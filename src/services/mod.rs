pub mod canonical_url;
pub mod enrichment;
pub mod heuristics;
pub mod image_fetch;
pub mod job_store;
pub mod orchestrator;
pub mod pipeline;
pub mod planner;
pub mod price;
pub mod retry;
pub mod search;
pub mod upstream;
pub mod vision;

▬▬▬▬▬▬▬▬▬▬

• Activity:
Each entry above must be repeated exactly, with nothing dropped.

• Solution:
filename src/services/mod.rs
pub mod canonical_url;
pub mod enrichment;
pub mod heuristics;
pub mod image_fetch;
pub mod job_store;
pub mod orchestrator;
pub mod pipeline;
pub mod planner;
pub mod price;
pub mod retry;
pub mod search;
pub mod upstream;
pub mod vision;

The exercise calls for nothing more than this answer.